A sostenere però la posizione di Mogol è arrivato ora il medico che aveva avuto in cura Battisti nei suoi ultimi giorni, Antonio Del Santo, medico dell’ospedale San Paolo di Milano, specialista in medicina interna e ematologia. Intervistato da La Stampa, ha ripercorso quei giorni del 1998, rivelando: «Ho consegnato io stesso il biglietto di Mogol a Battisti durante una delle tante visite di controllo che gli facevo». E ancora: «A me lo diede la collega di un altro reparto.

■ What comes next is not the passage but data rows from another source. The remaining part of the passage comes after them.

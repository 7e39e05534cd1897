//! HTTP adapter for the remote social API.
//!
//! Every operation is `POST {base}/api/{method}` with a JSON object of named
//! arguments and a bearer token once signed in. Responses are JSON; an empty
//! body reads as `null`.

use std::sync::RwLock;
use std::time::Duration;

use async_trait::async_trait;
use bytes::Bytes;
use reqwest::header::{AUTHORIZATION, CONTENT_TYPE};
use reqwest::{Client, StatusCode};
use serde::Deserialize;
use serde::de::{DeserializeOwned, IgnoredAny};
use serde_json::{Value, json};
use tracing::{debug, instrument, warn};
use url::Url;

use crate::application::boundary::{
    BackendError, BlobStore, IdentityProvider, SocialBackend, UploadProgress,
};
use crate::application::pagination::PageRequest;
use crate::cache::lock::{rw_read, rw_write};
use crate::domain::entities::{Comment, Friendship, Post, UserProfile};
use crate::domain::types::{BlobRef, CommentId, PostId, ReactionKind, UserId, UserRole};

use super::error::InfraError;

const SOURCE: &str = "infra::remote";

#[derive(Debug, Deserialize)]
#[serde(rename_all = "camelCase")]
struct LoginResponse {
    principal: UserId,
    #[serde(default)]
    token: Option<String>,
}

#[derive(Debug, Default)]
struct Credentials {
    token: Option<String>,
    caller: Option<UserId>,
}

pub struct HttpBackend {
    client: Client,
    base: Url,
    credentials: RwLock<Credentials>,
}

impl HttpBackend {
    pub fn new(base_url: &str, timeout: Duration) -> Result<Self, InfraError> {
        let mut base = Url::parse(base_url)
            .map_err(|err| InfraError::configuration(format!("invalid api base url: {err}")))?;
        if !base.path().ends_with('/') {
            let path = format!("{}/", base.path());
            base.set_path(&path);
        }
        let client = Client::builder()
            .user_agent(Self::user_agent())
            .timeout(timeout)
            .build()
            .map_err(|err| InfraError::http(err.to_string()))?;

        Ok(Self {
            client,
            base,
            credentials: RwLock::new(Credentials::default()),
        })
    }

    /// Start with a token obtained elsewhere; `login` confirms the principal.
    pub fn with_token(self, token: impl Into<String>) -> Self {
        rw_write(&self.credentials, SOURCE, "with_token").token = Some(token.into());
        self
    }

    pub fn user_agent() -> &'static str {
        concat!("feelslap/", env!("CARGO_PKG_VERSION"))
    }

    pub fn base(&self) -> &Url {
        &self.base
    }

    fn endpoint(&self, path: &str) -> Result<Url, BackendError> {
        self.base
            .join(path)
            .map_err(|err| BackendError::unavailable(format!("invalid endpoint `{path}`: {err}")))
    }

    fn bearer(&self) -> Option<String> {
        rw_read(&self.credentials, SOURCE, "bearer")
            .token
            .as_ref()
            .map(|token| format!("Bearer {token}"))
    }

    #[instrument(skip(self, args))]
    async fn call<T: DeserializeOwned>(
        &self,
        method: &'static str,
        args: Value,
    ) -> Result<T, BackendError> {
        let url = self.endpoint(&format!("api/{method}"))?;
        let mut request = self.client.post(url).json(&args);
        if let Some(bearer) = self.bearer() {
            request = request.header(AUTHORIZATION, bearer);
        }

        let response = request.send().await.map_err(BackendError::unavailable)?;
        let status = response.status();
        let body = response.bytes().await.map_err(BackendError::unavailable)?;
        if !status.is_success() {
            let message = String::from_utf8_lossy(&body).trim().to_string();
            warn!(method, status = status.as_u16(), "Remote call refused");
            return Err(map_status(status, message));
        }

        debug!(method, bytes = body.len(), "Remote call succeeded");
        decode(&body)
    }

    async fn call_unit(&self, method: &'static str, args: Value) -> Result<(), BackendError> {
        self.call::<IgnoredAny>(method, args).await.map(|_| ())
    }
}

/// Remote status codes to boundary failures.
pub(crate) fn map_status(status: StatusCode, message: String) -> BackendError {
    let message = if message.is_empty() {
        status
            .canonical_reason()
            .unwrap_or("request failed")
            .to_string()
    } else {
        message
    };
    match status {
        StatusCode::UNAUTHORIZED => BackendError::Unauthenticated,
        StatusCode::FORBIDDEN => BackendError::PermissionDenied(message),
        StatusCode::NOT_FOUND => BackendError::NotFound(message),
        StatusCode::CONFLICT => BackendError::Conflict(message),
        StatusCode::BAD_REQUEST | StatusCode::UNPROCESSABLE_ENTITY => {
            BackendError::Rejected(message)
        }
        _ => BackendError::Unavailable(format!("status {status}: {message}")),
    }
}

fn decode<T: DeserializeOwned>(body: &[u8]) -> Result<T, BackendError> {
    let value = if body.iter().all(u8::is_ascii_whitespace) {
        Value::Null
    } else {
        serde_json::from_slice(body)
            .map_err(|err| BackendError::unavailable(format!("malformed response: {err}")))?
    };
    serde_json::from_value(value)
        .map_err(|err| BackendError::unavailable(format!("unexpected response shape: {err}")))
}

#[async_trait]
impl SocialBackend for HttpBackend {
    async fn register_user(&self, profile: UserProfile) -> Result<(), BackendError> {
        self.call_unit("registerUser", json!({ "profile": profile }))
            .await
    }

    async fn caller_profile(&self) -> Result<Option<UserProfile>, BackendError> {
        self.call("getCallerUserProfile", json!({})).await
    }

    async fn user_profile(&self, user: &UserId) -> Result<Option<UserProfile>, BackendError> {
        self.call("getUserProfile", json!({ "userId": user })).await
    }

    async fn save_caller_profile(&self, profile: UserProfile) -> Result<(), BackendError> {
        self.call_unit("saveCallerUserProfile", json!({ "profile": profile }))
            .await
    }

    async fn update_user_profile(&self, profile: UserProfile) -> Result<(), BackendError> {
        self.call_unit("updateUserProfile", json!({ "profile": profile }))
            .await
    }

    async fn is_username_available(&self, username: &str) -> Result<bool, BackendError> {
        // The contract names this argument `userId` though it carries a username.
        self.call("isUsernameAvailable", json!({ "userId": username }))
            .await
    }

    async fn caller_role(&self) -> Result<UserRole, BackendError> {
        self.call("getCallerUserRole", json!({})).await
    }

    async fn assign_caller_user_role(
        &self,
        user: &UserId,
        role: UserRole,
    ) -> Result<(), BackendError> {
        self.call_unit("assignCallerUserRole", json!({ "user": user, "role": role }))
            .await
    }

    async fn is_caller_admin(&self) -> Result<bool, BackendError> {
        self.call("isCallerAdmin", json!({})).await
    }

    async fn is_site_owner(&self) -> Result<bool, BackendError> {
        self.call("isSiteOwner", json!({})).await
    }

    async fn create_post(&self, post: Post) -> Result<(), BackendError> {
        self.call_unit("createPost", json!({ "post": post })).await
    }

    async fn posts(&self, page: PageRequest) -> Result<Vec<Post>, BackendError> {
        self.call(
            "getPosts",
            json!({ "limit": page.limit, "offset": page.offset }),
        )
        .await
    }

    async fn posts_by_user(
        &self,
        user: &UserId,
        page: PageRequest,
    ) -> Result<Vec<Post>, BackendError> {
        self.call(
            "getPostsByUser",
            json!({ "userId": user, "limit": page.limit, "offset": page.offset }),
        )
        .await
    }

    async fn post(&self, id: &PostId) -> Result<Option<Post>, BackendError> {
        self.call("getPost", json!({ "postId": id })).await
    }

    async fn update_post(&self, post: Post) -> Result<(), BackendError> {
        self.call_unit("updatePost", json!({ "post": post })).await
    }

    async fn delete_post(&self, id: &PostId) -> Result<(), BackendError> {
        self.call_unit("deletePost", json!({ "postId": id })).await
    }

    async fn create_comment(&self, comment: Comment) -> Result<(), BackendError> {
        self.call_unit("createComment", json!({ "comment": comment }))
            .await
    }

    async fn comments_for_post(&self, post: &PostId) -> Result<Vec<Comment>, BackendError> {
        self.call("getCommentsByPost", json!({ "postId": post }))
            .await
    }

    async fn delete_comment(&self, id: &CommentId) -> Result<(), BackendError> {
        self.call_unit("deleteComment", json!({ "commentId": id }))
            .await
    }

    async fn add_reaction(
        &self,
        user: &UserId,
        post: &PostId,
        kind: ReactionKind,
    ) -> Result<(), BackendError> {
        self.call_unit(
            "addReaction",
            json!({ "userId": user, "postId": post, "reaction": kind }),
        )
        .await
    }

    async fn remove_reaction(
        &self,
        user: &UserId,
        post: &PostId,
        kind: ReactionKind,
    ) -> Result<(), BackendError> {
        self.call_unit(
            "removeReaction",
            json!({ "userId": user, "postId": post, "reaction": kind }),
        )
        .await
    }

    async fn send_friend_request(&self, to: &UserId) -> Result<(), BackendError> {
        self.call_unit("sendFriendRequest", json!({ "toUserId": to }))
            .await
    }

    async fn accept_friend_request(&self, from: &UserId) -> Result<(), BackendError> {
        self.call_unit("acceptFriendRequest", json!({ "fromUserId": from }))
            .await
    }

    async fn reject_friend_request(&self, from: &UserId) -> Result<(), BackendError> {
        self.call_unit("rejectFriendRequest", json!({ "fromUserId": from }))
            .await
    }

    async fn unfriend(&self, user: &UserId) -> Result<(), BackendError> {
        self.call_unit("unfriend", json!({ "userId": user })).await
    }

    async fn friends(&self, user: &UserId) -> Result<Vec<UserId>, BackendError> {
        self.call("getFriends", json!({ "userId": user })).await
    }

    async fn pending_friend_requests(&self) -> Result<Vec<Friendship>, BackendError> {
        self.call("getPendingFriendRequests", json!({})).await
    }

    async fn are_friends(&self, a: &UserId, b: &UserId) -> Result<bool, BackendError> {
        self.call("areFriends", json!({ "userId1": a, "userId2": b }))
            .await
    }

    async fn flag_post(&self, id: &PostId) -> Result<(), BackendError> {
        self.call_unit("flagPost", json!({ "postId": id })).await
    }

    async fn unflag_post(&self, id: &PostId) -> Result<(), BackendError> {
        self.call_unit("unflagPost", json!({ "postId": id })).await
    }

    async fn ban_user(&self, user: &UserId) -> Result<(), BackendError> {
        self.call_unit("banUser", json!({ "userId": user })).await
    }

    async fn unban_user(&self, user: &UserId) -> Result<(), BackendError> {
        self.call_unit("unbanUser", json!({ "userId": user })).await
    }

    async fn flagged_posts(&self) -> Result<Vec<Post>, BackendError> {
        self.call("getFlaggedPosts", json!({})).await
    }
}

#[async_trait]
impl IdentityProvider for HttpBackend {
    /// Confirms the principal behind the current token and keeps any refreshed token.
    async fn login(&self) -> Result<UserId, BackendError> {
        let response: LoginResponse = self.call("whoami", json!({})).await?;
        let mut credentials = rw_write(&self.credentials, SOURCE, "login");
        if let Some(token) = response.token {
            credentials.token = Some(token);
        }
        credentials.caller = Some(response.principal.clone());
        Ok(response.principal)
    }

    async fn logout(&self) -> Result<(), BackendError> {
        *rw_write(&self.credentials, SOURCE, "logout") = Credentials::default();
        Ok(())
    }

    async fn caller(&self) -> Option<UserId> {
        rw_read(&self.credentials, SOURCE, "caller").caller.clone()
    }
}

#[async_trait]
impl BlobStore for HttpBackend {
    async fn put(
        &self,
        bytes: Bytes,
        progress: Option<UploadProgress>,
    ) -> Result<BlobRef, BackendError> {
        if let Some(report) = progress.as_ref() {
            report(0);
        }
        let url = self.endpoint("blobs")?;
        let mut request = self
            .client
            .post(url)
            .header(CONTENT_TYPE, "application/octet-stream")
            .body(bytes);
        if let Some(bearer) = self.bearer() {
            request = request.header(AUTHORIZATION, bearer);
        }

        let response = request.send().await.map_err(BackendError::unavailable)?;
        let status = response.status();
        let body = response.bytes().await.map_err(BackendError::unavailable)?;
        if !status.is_success() {
            return Err(map_status(
                status,
                String::from_utf8_lossy(&body).trim().to_string(),
            ));
        }
        let blob: BlobRef = decode(&body)?;
        if let Some(report) = progress.as_ref() {
            report(100);
        }
        Ok(blob)
    }

    fn direct_url(&self, blob: &BlobRef) -> String {
        self.base
            .join(&format!("blobs/{blob}"))
            .map(String::from)
            .unwrap_or_else(|_| format!("{}blobs/{blob}", self.base))
    }
}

E io lo portai subito in camera di Battisti… gli dissi che arrivava da Mogol e che potevo allungarglielo, leggerlo ad alta voce per lui o stracciarlo. Stava a lui, e soltanto a lui, scegliere». Contrariamente a quanto riferito da Mogol, non si trattava di una lettera, bensì di un biglietto: «Era giusto un bigliettino, due o tre righe al massimo e un numero di telefono in fondo. Mogol desiderava fargli sapere che lo pensava e che era a sua disposizione per qualsiasi cosa… quelle parole semplici colpirono Battisti al punto da commuoverlo. L’ho detto e lo ribadisco. Sono l’unico a poterlo fare: ero lì». Il biglietto restò quindi nelle mani di Battisti: «Riuscì, non so come, a nasconderlo alla moglie. Non ho davvero idea di che fine abbia fatto».